The Photograph - Part Ten

June 20, 2012

Sorry. I had to go out of town last weekend, and I'm also trying to wrap up a bunch of stuff before I go on vacation this week. I hope to have the next part up tomorrow, whether I'm traveling or not. It will probably be the last section of the story, or at least the next-to-last (penultimate, if you're dorkly like me and like to use big words).

Anyway, in case you've forgotten what's been going on, here's a refresher course: Part One Part Two Part Three Part Four Part Five Part Six Part Seven Part Eight Part Nine



The moment I spoke them, I wanted the words back.

From the moment I had decided that I was going to visit Tori--that she was going to be the first person that I talked to about the grim news--I had formulated the best way to tell her. The words and the conversations and the discussion had tumbled through my head since I had left Bar Harbor. Whenever I doubted myself, the reflection on the windshield--or the image of the two of us together, younger, happier--had driven me forward.

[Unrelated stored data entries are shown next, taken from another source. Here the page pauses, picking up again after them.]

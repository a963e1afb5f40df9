pub mod commands;
pub mod core;
pub mod forms;
pub mod help;
pub mod io;
pub mod output;
pub mod registry;
mod shell;
pub mod ui;

pub use shell::run_cli;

The emotional roller coaster that I had subjected myself to over the past few hours, however, had forced me to blurt out the comment rather than break into the news gently.

"Rob..."

For a second, Tori sat with a look that hovered somewhere between annoyance and amusement. The corner of one side of her mouth was lifted in a disbelieving smile, while the other side was painted with a mixture of grief and shock. The amused side was winning when I felt everything inside of me--every reserve I had, every bit of emotional integrity that I clung to preventing the breakdown that I knew was coming--crumbled. A single tear fell from my eye, streaking down my cheek and landing on the table.

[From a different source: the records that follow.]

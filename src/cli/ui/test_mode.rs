use once_cell::sync::Lazy;
use std::{collections::VecDeque, env, sync::Mutex};

struct ConfirmQueue {
    enabled: bool,
    answers: VecDeque<bool>,
}

impl ConfirmQueue {
    fn from_env() -> Self {
        if let Ok(raw) = env::var("EXPENSE_CORE_TEST_CONFIRMS") {
            Self {
                enabled: true,
                answers: parse_confirms(&raw),
            }
        } else {
            Self::new()
        }
    }

    fn new() -> Self {
        Self {
            enabled: false,
            answers: VecDeque::new(),
        }
    }
}

static CONFIRMS: Lazy<Mutex<ConfirmQueue>> = Lazy::new(|| Mutex::new(ConfirmQueue::from_env()));

/// Pops the next scripted answer, or `None` when no queue is installed.
/// Panics when the queue runs dry so a test script that forgot an answer
/// fails loudly instead of hanging on a real prompt.
pub fn next_confirm(label: &str) -> Option<bool> {
    let mut guard = CONFIRMS.lock().expect("confirm queue poisoned");
    if !guard.enabled {
        return None;
    }
    Some(
        guard
            .answers
            .pop_front()
            .unwrap_or_else(|| panic!("Confirmations exhausted before `{label}` prompt")),
    )
}

fn parse_confirms(raw: &str) -> VecDeque<bool> {
    raw.split('|')
        .filter_map(|token| {
            let trimmed = token.trim();
            if trimmed.is_empty() {
                return None;
            }
            Some(matches!(
                trimmed.to_ascii_lowercase().as_str(),
                "y" | "yes" | "true" | "1"
            ))
        })
        .collect()
}

pub fn install_confirms(answers: Vec<bool>) {
    let mut guard = CONFIRMS.lock().expect("confirm queue poisoned");
    guard.enabled = true;
    guard.answers = answers.into();
}

pub fn reset_confirms() {
    let mut guard = CONFIRMS.lock().expect("confirm queue poisoned");
    guard.enabled = false;
    guard.answers.clear();
}
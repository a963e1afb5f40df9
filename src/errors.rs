use thiserror::Error;

/// Failures raised by the ledger, its data file store, and the config layer.
#[derive(Debug, Error)]
pub enum LedgerError {
    #[error("I/O failure: {0}")]
    Io(#[from] std::io::Error),
    #[error("Malformed configuration: {0}")]
    Serde(#[from] serde_json::Error),
    #[error("Corrupt data file at line {line}: {detail}")]
    Corrupt { line: usize, detail: String },
}

/// Terminal error the binary reports when the shell cannot continue.
#[derive(Debug, Error)]
pub enum CliError {
    #[error(transparent)]
    Core(#[from] LedgerError),
    #[error("command failed: {0}")]
    Command(String),
}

"Oh, Jesus," she said, raising a hand to her mouth to hide her shock.

"I'm sorry, Tori," I said, the tears--now unleashed--flowing freely.

"What the hell?" she said, leaning back from me. I felt my lower lip tremble. Closing my eyes, I felt them leak down the sides of my face. The tears splattered on the table. Despite all that, I forced myself to keep my emotions in check.

"I'm sorry, Tori," I repeated, my voice barely above a whisper. "That came out all wrong. I'm just...I'm scared and I'm sad and I thought I could do this and put a brave face on it all..." I opened my eyes and looked at her, shaking my head. "I didn't mean to dump it on you like that. It's just..."

"Rob," she said, her voice calm and soothing. "Tell me what's wrong."

I paused for a second, collecting my thoughts and taking a deep breath. "About a month ago, I went in for a check-up. I had been having trouble breathing, a tightness in my chest, and this cough I couldn't shake. I figured the doctor would give me the same talk I always get: stop smoking, lose some weight, eat more oatmeal. You know, the same old shit.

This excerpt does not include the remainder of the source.